I hope the next time you hear a therapist explaining to you or a patient that they have felt a stiff spine, or a sacroiliac joint not moving properly, or a knot in a muscle you will remember the role that palpation pareidolia plays.
As always thanks for reading




  1. The truth about palpation in Physical Therapy.
    Thanks for summarizing it Adam!

  2. Hi Adam,
    Great blog, as ever. Just one thought – you talk a lot about inter-rater reliability when assessing eg. spinal stiffness, but I would have thought intra-rater reliability was just as, or more important when you are assessing / treating / re-assessing as you are comparing against your own findings?
    Thanks, keep up the excellent work!

    • Hi Matt, you’re right intra reliability is important, both Matyas & Bach, Harms & Bader 1997 and Chiandiarant 2002 shows inter-rater reliability is all over the place, and intra-rater is consistently better, but this does not imply much more than examiners being consistently wrong. There is no agreement on what is “normal” obviously making any grading scale of stiffness inherently problematic, since they don’t compare with anything else other than the examiners biases.

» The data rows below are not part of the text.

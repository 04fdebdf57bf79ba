//! Mediateca API server library.
//!
//! Exposes the building blocks (config, state, error handling, auth, media
//! store, routes) so integration tests and the binary entrypoint share them.

pub mod auth;
pub mod config;
pub mod error;
pub mod handlers;
pub mod ingest;
pub mod middleware;
pub mod query;
pub mod response;
pub mod router;
pub mod routes;
pub mod state;
pub mod storage;
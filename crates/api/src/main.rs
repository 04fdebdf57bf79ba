use std::net::SocketAddr;
use std::sync::Arc;

use tracing_subscriber::{layer::SubscriberExt, util::SubscriberInitExt};

use mediateca_api::config::ServerConfig;
use mediateca_api::router::build_app_router;
use mediateca_api::state::AppState;
use mediateca_api::storage::MediaStore;

#[tokio::main]
async fn main() {
    dotenvy::dotenv().ok();

    // --- Tracing ---
    tracing_subscriber::registry()
        .with(
            tracing_subscriber::EnvFilter::try_from_default_env()
                .unwrap_or_else(|_| "mediateca_api=debug,tower_http=debug".into()),
        )
        .with(tracing_subscriber::fmt::layer())
        .init();

    // --- Configuration ---
    let config = ServerConfig::from_env();
    tracing::info!(
        host = %config.host,
        port = %config.port,
        upload_path = %config.upload_path.display(),
        "Loaded server configuration",
    );

    // --- Database ---
    let database_url = std::env::var("DATABASE_URL").expect("DATABASE_URL must be set");

    let pool = mediateca_db::create_pool(&database_url, config.pool_settings())
        .await
        .expect("Failed to connect to database");
    tracing::info!(max_connections = config.db_max_connections, "Database connection pool created");

    mediateca_db::health_check(&pool)
        .await
        .expect("Database health check failed");
    tracing::info!("Database health check passed");

    mediateca_db::run_migrations(&pool)
        .await
        .expect("Failed to run database migrations");
    tracing::info!("Database migrations applied");

    // --- Media store ---
    tokio::fs::create_dir_all(&config.upload_path)
        .await
        .expect("Failed to create upload directory");
    let store = Arc::new(MediaStore::new(config.upload_path.clone()));

    // --- App state ---
    let state = AppState {
        pool: pool.clone(),
        config: Arc::new(config.clone()),
        store,
    };

    let app = build_app_router(state, &config);

    // --- Start server ---
    let addr = SocketAddr::new(
        config.host.parse().expect("Invalid HOST address"),
        config.port,
    );
    tracing::info!(%addr, "Starting server");

    let listener = tokio::net::TcpListener::bind(addr)
        .await
        .expect("Failed to bind to address");

    axum::serve(listener, app)
        .with_graceful_shutdown(shutdown_signal())
        .await
        .expect("Server error");

    tracing::info!("Server stopped accepting connections, closing database pool");
    pool.close().await;
    tracing::info!("Graceful shutdown complete");
}

/// Wait for SIGINT (Ctrl-C) or, on Unix, SIGTERM.
async fn shutdown_signal() {
    let ctrl_c = async {
        tokio::signal::ctrl_c()
            .await
            .expect("Failed to install Ctrl-C handler");
    };

    #[cfg(unix)]
    let terminate = async {
        tokio::signal::unix::signal(tokio::signal::unix::SignalKind::terminate())
            .expect("Failed to install SIGTERM handler")
            .recv()
            .await;
    };

    #[cfg(not(unix))]
    let terminate = std::future::pending::<()>();

    tokio::select! {
        () = ctrl_c => {
            tracing::info!("Received SIGINT (Ctrl-C), starting graceful shutdown");
        }
        () = terminate => {
            tracing::info!("Received SIGTERM, starting graceful shutdown");
        }
    }
}
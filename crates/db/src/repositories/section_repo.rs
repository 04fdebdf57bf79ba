//! Repository for the `sections` table.

use sqlx::PgPool;

use crate::models::section::{CreateSection, Section};

const COLUMNS: &str = "id, name, description, created_at";

pub struct SectionRepo;

impl SectionRepo {
    pub async fn list(pool: &PgPool) -> Result<Vec<Section>, sqlx::Error> {
        let query = format!("SELECT {COLUMNS} FROM sections ORDER BY name");
        sqlx::query_as::<_, Section>(&query).fetch_all(pool).await
    }

    /// Insert a section; a duplicate name violates `uq_sections_name`.
    pub async fn create(pool: &PgPool, input: &CreateSection) -> Result<Section, sqlx::Error> {
        let query = format!(
            "INSERT INTO sections (name, description) VALUES ($1, $2) RETURNING {COLUMNS}"
        );
        sqlx::query_as::<_, Section>(&query)
            .bind(&input.name)
            .bind(&input.description)
            .fetch_one(pool)
            .await
    }
}
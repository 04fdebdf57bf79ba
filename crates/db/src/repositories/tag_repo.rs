//! Repository for the `tags` table.

use sqlx::{PgPool, Postgres, Transaction};

use mediateca_core::types::DbId;

use crate::models::tag::{Tag, TagWithUsage};

const COLUMNS: &str = "id, name, created_at";

/// Get-or-create in a single statement. The no-op `DO UPDATE` makes
/// `RETURNING` yield the existing row on conflict.
const UPSERT: &str = "INSERT INTO tags (name) VALUES ($1) \
                      ON CONFLICT (name) DO UPDATE SET name = EXCLUDED.name \
                      RETURNING id, name, created_at";

pub struct TagRepo;

impl TagRepo {
    /// All tags with their usage counts, most used first.
    pub async fn list(pool: &PgPool) -> Result<Vec<TagWithUsage>, sqlx::Error> {
        sqlx::query_as::<_, TagWithUsage>(
            "SELECT t.id, t.name, COUNT(at2.asset_id) AS usage_count \
             FROM tags t \
             LEFT JOIN asset_tags at2 ON at2.tag_id = t.id \
             GROUP BY t.id, t.name \
             ORDER BY usage_count DESC, t.name",
        )
        .fetch_all(pool)
        .await
    }

    /// Strict insert; a duplicate name violates `uq_tags_name`.
    pub async fn create(pool: &PgPool, name: &str) -> Result<Tag, sqlx::Error> {
        let query = format!("INSERT INTO tags (name) VALUES ($1) RETURNING {COLUMNS}");
        sqlx::query_as::<_, Tag>(&query)
            .bind(name)
            .fetch_one(pool)
            .await
    }

    /// Idempotent get-or-create.
    pub async fn create_or_get(pool: &PgPool, name: &str) -> Result<Tag, sqlx::Error> {
        sqlx::query_as::<_, Tag>(UPSERT)
            .bind(name)
            .fetch_one(pool)
            .await
    }

    /// Link `names` to an asset inside an open transaction, creating missing
    /// tags. Already-linked tags are skipped.
    ///
    /// Tag rows are upserted in one statement in name order, so concurrent
    /// transactions always lock shared tags in the same sequence.
    pub(crate) async fn attach_in_tx(
        tx: &mut Transaction<'_, Postgres>,
        asset_id: DbId,
        names: &[String],
    ) -> Result<(), sqlx::Error> {
        let mut names = names.to_vec();
        names.sort();
        names.dedup();
        if names.is_empty() {
            return Ok(());
        }

        let linked = sqlx::query(
            "WITH upserted AS ( \
                 INSERT INTO tags (name) \
                 SELECT DISTINCT n FROM unnest($2::TEXT[]) AS n ORDER BY n \
                 ON CONFLICT (name) DO UPDATE SET name = EXCLUDED.name \
                 RETURNING id \
             ) \
             INSERT INTO asset_tags (asset_id, tag_id) \
             SELECT $1, id FROM upserted \
             ON CONFLICT DO NOTHING",
        )
        .bind(asset_id)
        .bind(&names)
        .execute(&mut **tx)
        .await?
        .rows_affected();

        tracing::debug!(asset_id, tags = names.len(), linked, "Attached tags to asset");
        Ok(())
    }

    /// Replace the whole tag set of an asset.
    pub(crate) async fn replace_in_tx(
        tx: &mut Transaction<'_, Postgres>,
        asset_id: DbId,
        names: &[String],
    ) -> Result<(), sqlx::Error> {
        sqlx::query("DELETE FROM asset_tags WHERE asset_id = $1")
            .bind(asset_id)
            .execute(&mut **tx)
            .await?;
        Self::attach_in_tx(tx, asset_id, names).await
    }
}
//! Local filesystem store for uploaded binaries.
//!
//! Paths handed in and out are relative to the store root and `/`-separated;
//! they are what the `assets.storage_path` column records.

use std::io;
use std::path::{Component, Path, PathBuf};

use tokio::fs::{self, File};
use tokio::io::AsyncWriteExt;

#[derive(Debug, Clone)]
pub struct MediaStore {
    root: PathBuf,
}

impl MediaStore {
    pub fn new(root: impl Into<PathBuf>) -> Self {
        Self { root: root.into() }
    }

    pub fn root(&self) -> &Path {
        &self.root
    }

    /// Absolute location of a stored file. Rejects paths that would escape
    /// the root.
    pub fn resolve(&self, relative: &str) -> io::Result<PathBuf> {
        let rel = Path::new(relative);
        let escapes = rel
            .components()
            .any(|c| !matches!(c, Component::Normal(_)));
        if relative.is_empty() || escapes {
            return Err(io::Error::new(
                io::ErrorKind::InvalidInput,
                format!("invalid storage path '{relative}'"),
            ));
        }
        Ok(self.root.join(rel))
    }

    /// Write `data` to `<dir>/<file_name>`, creating directories on demand.
    /// Never overwrites an existing file. Returns the relative path.
    pub async fn save(&self, dir: &str, file_name: &str, data: &[u8]) -> io::Result<String> {
        let relative = format!("{dir}/{file_name}");
        let target = self.resolve(&relative)?;
        if let Some(parent) = target.parent() {
            fs::create_dir_all(parent).await?;
        }

        let mut file = fs::OpenOptions::new()
            .write(true)
            .create_new(true)
            .open(&target)
            .await?;
        file.write_all(data).await?;
        file.flush().await?;
        Ok(relative)
    }

    pub async fn exists(&self, relative: &str) -> bool {
        match self.resolve(relative) {
            Ok(path) => fs::try_exists(&path).await.unwrap_or(false),
            Err(_) => false,
        }
    }

    /// Open a stored file for streaming, returning it with its length.
    pub async fn open(&self, relative: &str) -> io::Result<(File, u64)> {
        let path = self.resolve(relative)?;
        let file = File::open(&path).await?;
        let len = file.metadata().await?.len();
        Ok((file, len))
    }

    pub async fn remove(&self, relative: &str) -> io::Result<()> {
        fs::remove_file(self.resolve(relative)?).await
    }

    /// Best-effort removal used for compensation and cleanup; the outcome
    /// is logged and never propagated.
    pub async fn remove_quietly(&self, relative: &str) {
        match self.remove(relative).await {
            Ok(()) => tracing::info!(path = relative, "Removed stored file"),
            Err(e) => tracing::warn!(path = relative, error = %e, "Failed to remove stored file"),
        }
    }
}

  3. Great read and im in completele agreement with you Adam (not always do I say that) I still have the painful memories of placement educators standing over me as a student asking me to feedback about a patients mobility at the SIJ and getting looked at like I was a failure that I couldn’t find/feel or know what to find/feel. In addition i liked and agree how you’ve questioned the ability of therapist to draw certain conclusions from the techniques/tests we adopt I.e stiff sij and tight tissue but yet still stress the importance of palpation, whether ax or therapeutic purpose. We shouldn’t need to feel a pressure to`find` things outside of the limitations of our hands

  4. Lots of therapeutic palpation (pelvic palpation in particular) has the Dunning-Kruger effect written all over it in my opinion.
    Cheers and keep on with the great blog.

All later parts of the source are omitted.